On one high scale, on-premise server product I worked upon, page checksums were temporarily added to detect issues during a limited beta release. The code fired constantly, and customers were complaining that the new beta version was “so buggy they couldn’t use it”. Upon deep investigation at some customer sites, we found the software was fine, but each customer had one, and sometimes several, latent data corruptions on disk. Perhaps it was introduced by hardware, perhaps firmware, or possibly software. It could have even been corruption introduced by one of our previous release when those pages where last written. Some of these pages may not have been written for years.
I was amazed at the amount of corruption we found and started reflecting on how often I had seen “index corruption” or other reported product problems that were probably corruption introduced in the software and hardware stacks below us. The disk has complex hardware and hundreds of thousands of lines of code, while the storage area network has complex data paths and over a million lines of code. The device driver has tens of thousands of lines of code. The operating systems has millions of lines of code. And our application had millions of lines of code. Any of us can screw-up, each has an opportunity to corrupt, and its highly likely that the entire aggregated millions of lines of code have never been tested in precisely the combination and on the hardware that any specific customer is actually currently running.
Another example. In this case, a fleet of tens of thousands of servers was instrumented to monitor how frequently the DRAM ECC was correcting. Over the course of several months, the result was somewhere between amazing and frightening. ECC is firing constantly.

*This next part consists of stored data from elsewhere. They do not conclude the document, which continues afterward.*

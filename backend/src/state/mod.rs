// State management module
// Holds the shared handles every request handler reads from

/// `AppState`: resource roots and the injected `FileService`
pub mod app_state;

pub use app_state::AppState;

The immediate lesson is you absolutely do need ECC in server application and it is just about crazy to even contemplate running valuable applications without it. The extension of that learning is to ask what is really different about clients? Servers mostly have ECC but most clients don’t. On a client, each of these corrections would instead be a corruption. Client DRAM is not better and, in fact, often is worse on some dimensions. These data corruptions are happening out there on client systems every day. Each day client data is silently corrupted. Each day applications crash without obvious explanation. At scale, the additional cost of ECC asymptotically approaches the cost of the additional memory to store the ECC. I’ve argued for years that Microsoft should require ECC for Windows Hardware Certification on all systems including clients. It would be good for the ecosystem and remove a substantial source of customer frustration. In fact, it’s that observation that leads most embedded systems parts to support ECC. Nobody wants their car, camera, or TV crashing. Given the cost at scale is low, ECC memory should be part of all client systems.

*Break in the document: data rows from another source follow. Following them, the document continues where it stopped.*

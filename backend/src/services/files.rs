//! File system service
//!
//! Provides the file operations the utility API delegates to: directory
//! listing, file streaming, and PDF page counting and rasterization.

use crate::error::AppError;
use crate::services::pdf::PdfRenderer;
use async_trait::async_trait;
use bytes::Bytes;
use futures_util::Stream;
use std::io;
use std::path::{Path, PathBuf};
use std::pin::Pin;
use tokio::fs;
use tokio_util::io::ReaderStream;
use tracing::{debug, info};

/// Lazily-read byte stream forwarded to an HTTP response body
pub type ByteStream = Pin<Box<dyn Stream<Item = io::Result<Bytes>> + Send>>;

/// File operations consumed by the utility API
///
/// Directories passed in are already resolved against their root; filenames
/// are single path components.
#[async_trait]
pub trait FileService: Send + Sync {
    /// Rasterize one page of a PDF to a PNG byte stream
    async fn convert_pdf_page(
        &self,
        dir: &Path,
        filename: &str,
        page: u32,
    ) -> Result<ByteStream, AppError>;

    /// List the regular files in a directory
    async fn list_filenames(&self, dir: &Path) -> Result<Vec<String>, AppError>;

    /// List the subdirectories of a directory
    async fn list_directories(&self, dir: &Path) -> Result<Vec<String>, AppError>;

    /// Count the pages of a PDF
    async fn count_pages(&self, dir: &Path, filename: &str) -> Result<u32, AppError>;

    /// Open a file as a byte stream
    async fn open_file_stream(&self, dir: &Path, filename: &str) -> Result<ByteStream, AppError>;
}

#[derive(Debug, Clone, Copy, PartialEq, Eq)]
enum EntryKind {
    File,
    Directory,
}

/// Local file system implementation of [`FileService`]
#[derive(Debug, Clone)]
pub struct LocalFileService {
    renderer: PdfRenderer,
}

impl LocalFileService {
    /// Create a file service that renders PDFs with the given renderer
    pub fn new(renderer: PdfRenderer) -> Self {
        Self { renderer }
    }

    /// Check that `dir/filename` exists and is a regular file
    ///
    /// # Returns
    /// * `Ok(PathBuf)` - Path of the file
    /// * `Err(AppError)` - If the file is missing or cannot be accessed
    async fn existing_file(dir: &Path, filename: &str) -> Result<PathBuf, AppError> {
        let path = dir.join(filename);
        let metadata = fs::metadata(&path)
            .await
            .map_err(|e| io_error(&path, e))?;

        if !metadata.is_file() {
            return Err(AppError::FileNotFound(format!(
                "Not a file: {}",
                path.display()
            )));
        }

        Ok(path)
    }

    /// List entries of one kind in a directory, sorted by name
    async fn list_entries(dir: &Path, kind: EntryKind) -> Result<Vec<String>, AppError> {
        let metadata = fs::metadata(dir).await.map_err(|e| io_error(dir, e))?;
        if !metadata.is_dir() {
            return Err(AppError::NotADirectory(format!(
                "Path is not a directory: {}",
                dir.display()
            )));
        }

        let mut entries = fs::read_dir(dir).await.map_err(|e| {
            AppError::PermissionDenied(format!(
                "Failed to read directory: {} - {}",
                dir.display(),
                e
            ))
        })?;

        let mut names = Vec::new();
        while let Some(entry) = entries.next_entry().await.map_err(|e| {
            AppError::PermissionDenied(format!(
                "Failed to read directory entry: {} - {}",
                dir.display(),
                e
            ))
        })? {
            // Follow symlinks so linked files and folders are listed as their targets
            let Ok(metadata) = fs::metadata(entry.path()).await else {
                continue;
            };
            let matches = match kind {
                EntryKind::File => metadata.is_file(),
                EntryKind::Directory => metadata.is_dir(),
            };
            if !matches {
                continue;
            }

            match entry.file_name().into_string() {
                Ok(name) => names.push(name),
                Err(name) => debug!(name = ?name, "Skipping non UTF-8 entry"),
            }
        }

        names.sort();
        debug!(dir = %dir.display(), kind = ?kind, count = names.len(), "Listed directory");
        Ok(names)
    }
}

#[async_trait]
impl FileService for LocalFileService {
    async fn convert_pdf_page(
        &self,
        dir: &Path,
        filename: &str,
        page: u32,
    ) -> Result<ByteStream, AppError> {
        let path = Self::existing_file(dir, filename).await?;

        let pages = self.renderer.page_count(&path).await?;
        if page == 0 || page > pages {
            return Err(AppError::FileNotFound(format!(
                "Page {} not found in {} ({} pages)",
                page, filename, pages
            )));
        }

        let png = self.renderer.render_page(&path, page).await?;
        Ok(Box::pin(tokio_stream::once(Ok::<_, io::Error>(Bytes::from(png)))))
    }

    async fn list_filenames(&self, dir: &Path) -> Result<Vec<String>, AppError> {
        Self::list_entries(dir, EntryKind::File).await
    }

    async fn list_directories(&self, dir: &Path) -> Result<Vec<String>, AppError> {
        Self::list_entries(dir, EntryKind::Directory).await
    }

    async fn count_pages(&self, dir: &Path, filename: &str) -> Result<u32, AppError> {
        let path = Self::existing_file(dir, filename).await?;
        Ok(self.renderer.page_count(&path).await?)
    }

    async fn open_file_stream(&self, dir: &Path, filename: &str) -> Result<ByteStream, AppError> {
        let path = Self::existing_file(dir, filename).await?;
        let file = fs::File::open(&path)
            .await
            .map_err(|e| io_error(&path, e))?;

        info!(path = %path.display(), "Streaming file");
        Ok(Box::pin(ReaderStream::new(file)))
    }
}

/// Map an I/O error on `path` to the matching application error
fn io_error(path: &Path, e: io::Error) -> AppError {
    match e.kind() {
        io::ErrorKind::NotFound => {
            AppError::FileNotFound(format!("Path does not exist: {}", path.display()))
        }
        io::ErrorKind::PermissionDenied => {
            AppError::PermissionDenied(format!("Cannot access: {}", path.display()))
        }
        _ => AppError::Internal(anyhow::anyhow!("I/O error on {}: {}", path.display(), e)),
    }
}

Here’s an interesting example from the space flight world. It caught my attention and I ended up digging ever deeper into the details last week and learning at each step. The Russian space mission Phobos-Grunt (also written Fobos-Grunt both of which roughly translate to Phobos Ground) was a space mission designed to, amongst other objectives, return soil samples from the Martian moon Phobos. This mission was launched atop the Zenit-2SB launch vehicle taking off from the Baikonur Cosmodrome 2:16am on November 9th 2011. On November 24th it was officially reported that the mission had failed and the vehicle was stuck in low earth orbit. Orbital decay has subsequently sent the satellite plunging to earth in a fiery end of what was a very expensive mission.
What went wrong aboard Phobos-Grunt? February 3rd the official accident report was released: The main conclusions of the Interdepartmental Commission for the analysis of the causes of abnormal situations arising in the course of flight testing of the spacecraft "Phobos-Grunt". Of course, this document is released in Russian but Google Translate actually does a very good job with it. And, IEEE Spectrum Magazine reported on the failing as well. The IEEE article, Did Bad Memory Chips Down Russia’s Mars Probe, is a good summary and the translated Russian article offers more detail if you are interested in digging deeper.

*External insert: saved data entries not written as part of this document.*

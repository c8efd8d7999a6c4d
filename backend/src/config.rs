//! Application configuration
//!
//! Centralized configuration management with environment variable support
//! and sensible defaults.

use std::env;
use std::path::PathBuf;

/// Default root for PDF lookups
pub const DEFAULT_PDF_ROOT: &str = "resources/pdfs/";
/// Default root for image lookups
pub const DEFAULT_IMAGE_ROOT: &str = "resources/images/";

/// Application configuration
#[derive(Debug, Clone)]
pub struct Config {
    /// Server configuration
    pub server: ServerConfig,
    /// Resource root directories
    pub resources: ResourceConfig,
    /// PDF renderer configuration
    pub render: RenderConfig,
}

/// Server configuration
#[derive(Debug, Clone)]
pub struct ServerConfig {
    /// Port to bind the server to
    pub port: u16,
    /// Host address to bind to
    pub host: String,
}

/// Resource root directories
#[derive(Debug, Clone, PartialEq, Eq)]
pub struct ResourceConfig {
    /// Root directory holding PDFs
    pub pdf_root: PathBuf,
    /// Root directory holding images
    pub image_root: PathBuf,
}

impl Default for ResourceConfig {
    fn default() -> Self {
        Self {
            pdf_root: PathBuf::from(DEFAULT_PDF_ROOT),
            image_root: PathBuf::from(DEFAULT_IMAGE_ROOT),
        }
    }
}

/// PDF renderer configuration
#[derive(Debug, Clone)]
pub struct RenderConfig {
    /// Program used to rasterize pages (poppler `pdftoppm`)
    pub pdftoppm: String,
    /// Program used to inspect documents (poppler `pdfinfo`)
    pub pdfinfo: String,
    /// Rasterization resolution
    pub dpi: u32,
    /// Timeout for a single renderer invocation (in seconds)
    pub timeout_secs: u64,
}

impl Default for RenderConfig {
    fn default() -> Self {
        Self {
            pdftoppm: "pdftoppm".to_string(),
            pdfinfo: "pdfinfo".to_string(),
            dpi: 150,
            timeout_secs: 30,
        }
    }
}

impl Config {
    /// Load configuration from environment variables with defaults
    pub fn from_env() -> Self {
        let render_defaults = RenderConfig::default();
        Self {
            server: ServerConfig {
                port: env::var("PORT")
                    .ok()
                    .and_then(|p| p.parse().ok())
                    .unwrap_or(8080),
                host: env::var("HOST").unwrap_or_else(|_| "0.0.0.0".to_string()),
            },
            resources: ResourceConfig {
                pdf_root: env::var("PDF_ROOT")
                    .map(PathBuf::from)
                    .unwrap_or_else(|_| PathBuf::from(DEFAULT_PDF_ROOT)),
                image_root: env::var("IMAGE_ROOT")
                    .map(PathBuf::from)
                    .unwrap_or_else(|_| PathBuf::from(DEFAULT_IMAGE_ROOT)),
            },
            render: RenderConfig {
                pdftoppm: env::var("PDFTOPPM_PATH").unwrap_or(render_defaults.pdftoppm),
                pdfinfo: env::var("PDFINFO_PATH").unwrap_or(render_defaults.pdfinfo),
                dpi: env::var("RENDER_DPI")
                    .ok()
                    .and_then(|d| d.parse().ok())
                    .unwrap_or(render_defaults.dpi),
                timeout_secs: env::var("RENDER_TIMEOUT_SECS")
                    .ok()
                    .and_then(|t| t.parse().ok())
                    .unwrap_or(render_defaults.timeout_secs),
            },
        }
    }

    /// Get the server address as a string
    pub fn server_addr(&self) -> String {
        format!("{}:{}", self.server.host, self.server.port)
    }
}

The conclusion of the report is that there was a double memory fault on board Phobos-Grunt. Essentially both computers in a dual-redundant set failed at the same or similar times with a Static Random Access Memory failure. The computer was part of the newly-developed flight control system that had focused on dropping the mass of the flight control systems from 30 kgs (66 lbs) to 1.5 kgs (3.3 lbs). Less weight in flight control is more weight that can be in payload, so these gains are important. However, this new flight control system was blamed for the delay of the mission by 2 years and the eventual demise of the mission.
The two flight control computers are both identical TsM22 computer systems supplied by Techcom, a spin-off of the Argon Design Bureau
Phobos Grunt Design). The official postmortem reports that both computers
suffered an SRAM failure in a WS512K32V20G24M SRAM. These SRAMS are manufactured by White Electronic Design and the model number can be decoded as “W” for White Electronic Design, “S” for SRAM, “512K32” for a 512k memory by 32 bit wide access, “V” is the improvement mark, “20” for 20ns memory access time, “G24” is the package type, and “M” indicates it is a military grade part.
In the paper "
Extreme latchup susceptibility in modern commercial-off-the-shelf (COTS) monolithic 1M and 4M CMOS static random-access memory (SRAM) devices"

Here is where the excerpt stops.